Myrrh is the aromatic gum or resin that exudes from the stems and branches of more than 150 species in the Commiphora genus of the Burseraceae family (e.g., Commiphora myrrha, Commiphora molmol, Commiphora gileadensis). These species, which are rare today, are distributed across Eastern Africa and the Arabian Peninsula, including Ethiopia, Eritrea, Yemen, and Somalia.

According to Pliny, myrrh was the royal perfume of the Parthian Empire, which encompassed modern-day Iran, Iraq, and neighboring territories. Ancient Egyptian papyrus writings from 2000 BC mention using myrrh to embalm the dead. Burning myrrh was a popular method to prevent fleas and odors.

In ancient Rome, the price for myrrh was five times that of frankincense.
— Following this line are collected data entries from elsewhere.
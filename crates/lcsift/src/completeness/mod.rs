//! Redshift at which a binned statistic crosses a target value.
//!
//! The binned statistic is inverted: `value_mean` is the independent axis and
//! `z_center` the dependent one. This assumes the statistic is monotonic in
//! redshift over the region of interest. Nothing enforces that; enable
//! [`CompletenessEstimator::with_warn_non_monotonic`] to have it logged.

mod estimator;
mod interpolate;

pub use estimator::{estimate, Completeness, CompletenessEstimator, CompletenessResult};
pub use interpolate::{Interpolant, OUT_OF_DOMAIN};
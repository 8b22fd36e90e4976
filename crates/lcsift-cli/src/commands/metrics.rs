//! Metrics command - count per-object light-curve metrics.

use std::path::PathBuf;

use colored::Colorize;
use lcsift::pipeline::resolve_light_curve_store;
use lcsift::{CsvDirectoryStore, LightCurveStore, Pipeline};

use super::{load_config, save_catalog};

pub fn run(
    meta_dir: PathBuf,
    output: Option<PathBuf>,
    config: Option<PathBuf>,
    verbose: bool,
) -> Result<(), Box<dyn std::error::Error>> {
    let pipeline = Pipeline::new(load_config(config)?);
    if pipeline.config().metrics.is_empty() {
        return Err("No metrics configured. Add a \"metrics\" table to the configuration.".into());
    }

    let catalog = CsvDirectoryStore::new(&meta_dir).catalog()?;
    let store = resolve_light_curve_store(&meta_dir, &catalog)?;

    println!(
        "{} {} ({} rows)",
        "Measuring".cyan().bold(),
        meta_dir.display().to_string().white(),
        catalog.row_count()
    );
    if verbose {
        println!("  Light curves: {}", store.root().display());
        println!("  SNR threshold: {}", pipeline.config().snr_threshold);
    }

    let measured = pipeline.measure(&catalog, &store)?;

    let output = output.unwrap_or_else(|| meta_dir.join("meta_metrics.csv"));
    save_catalog(&measured, &output)?;

    let names: Vec<&str> = pipeline.config().metrics.names().collect();
    println!("  Metrics: {}", names.join(", ").green());
    println!(
        "{} {}",
        "Wrote".green().bold(),
        output.display().to_string().white()
    );
    Ok(())
}
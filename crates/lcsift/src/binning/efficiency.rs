//! Selection efficiency per redshift bin.

use serde::Serialize;

use crate::error::Result;
use crate::rules::{evaluate_conjunction, Operator, ResolvedRule, RuleSet};
use crate::table::Table;

use super::bin_spec::BinSpec;

/// Fraction of a bin's objects passing a rule set.
#[derive(Debug, Clone, PartialEq, Serialize)]
pub struct EfficiencyBin {
    pub z_low: f64,
    pub z_high: f64,
    /// Objects inside the bin.
    pub total: usize,
    /// Objects inside the bin passing every rule.
    pub selected: usize,
    /// `selected / total`, NaN for an empty bin.
    pub efficiency: f64,
}

/// Efficiency of `rules` in every bin of `bins`.
///
/// Typical rule sets are `sel == 1`, or `sel == 1 AND n_i_band == 0` to
/// follow a band subset.
pub fn efficiency(
    catalog: &Table,
    bins: &BinSpec,
    redshift_column: &str,
    rules: &RuleSet,
) -> Result<Vec<EfficiencyBin>> {
    bins.validate()?;
    let passing = rules.evaluate(catalog)?;

    bins.edges()
        .into_iter()
        .map(|(low, high)| -> Result<EfficiencyBin> {
            let in_bin = evaluate_conjunction(
                catalog,
                &[
                    ResolvedRule::new(redshift_column, Operator::Ge, low),
                    ResolvedRule::new(redshift_column, Operator::Lt, high),
                ],
            )?;
            let total = in_bin.iter().filter(|b| **b).count();
            let selected = in_bin
                .iter()
                .zip(&passing)
                .filter(|(b, p)| **b && **p)
                .count();
            let efficiency = if total == 0 {
                f64::NAN
            } else {
                selected as f64 / total as f64
            };

            Ok(EfficiencyBin {
                z_low: low,
                z_high: high,
                total,
                selected,
                efficiency,
            })
        })
        .collect()
}
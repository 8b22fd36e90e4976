//! Catalog-wide operations: per-object metrics and selection flags.

mod aggregator;
mod selection;

pub use aggregator::{CatalogAggregator, DEFAULT_BAD_MARKER, PATH_COLUMN};
pub use selection::{add_ratio_column, RatioColumn, SelectionFlagger, SELECTION_FLAG};
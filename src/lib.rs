//! Visitor Desk
//!
//! Visitor intake server: registers visitors, tracks their visit status
//! and emails them a QR code pass, over a REST JSON API.

use std::sync::Arc;

pub mod api;
pub mod config;
pub mod error;
pub mod models;
pub mod repository;
pub mod services;

pub use config::AppConfig;
pub use error::{AppError, AppResult};

/// Application state shared across all handlers
#[derive(Clone)]
pub struct AppState {
    pub services: Arc<services::Services>,
}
The Bible contains three prominent references to myrrh. The first is when the three Kings brought gifts of gold, frankincense, and myrrh to the infant Jesus soon after his birth. The second is when Mark notes that Jesus was offered wine mixed with myrrh to stop the pain of his crucifixion, but Jesus refused to take it. Finally, the third reference is when John says that Nicodemus brought a seventy-five-pound mixture of myrrh and aloe to anoint the body of Jesus before laying it in the tomb.


One of the most well regarded of the ancient incenses, frankincense has a fresh pine-lemon scent with resinous and woody overtones that emanates from the milky white latex of the stem and branches. The name frankincense comes from the French words francencens, which means “pure incense” or “free lighting.” This name originates from the Frank Crusades of the eleventh century, when the Franks were believed to store large quantities of frankincense, for use as incense and medicine. In Arabic, it is called Luban, which means “white” or “cream” and olibanum, which means “oil of Lebanon.” In Hebrew, it is called lebonah.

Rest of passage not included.